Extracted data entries
· · · · · · ·
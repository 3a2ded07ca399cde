use std::time::Duration;

/// Delay before the next attempt: `base * 2^retry_count`, capped at `max`.
///
/// `retry_count` is 0-based (0 = delay before the second attempt). The
/// multiplication saturates instead of overflowing.
pub fn retry_delay(retry_count: u32, base: Duration, max: Duration) -> Duration {
    let multiplier = 2_u32.saturating_pow(retry_count);
    base.saturating_mul(multiplier).min(max)
}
· · · · · · ·
## TASK REQUIREMENTS
Starting from the line that contains "use std::time::Duration;", reproduce each line of the data exactly through the last one.

## RESULT OF THE TASK
use std::time::Duration;

/// Delay before the next attempt: `base * 2^retry_count`, capped at `max`.
///
/// `retry_count` is 0-based (0 = delay before the second attempt). The
/// multiplication saturates instead of overflowing.
pub fn retry_delay(retry_count: u32, base: Duration, max: Duration) -> Duration {
    let multiplier = 2_u32.saturating_pow(retry_count);
    base.saturating_mul(multiplier).min(max)
}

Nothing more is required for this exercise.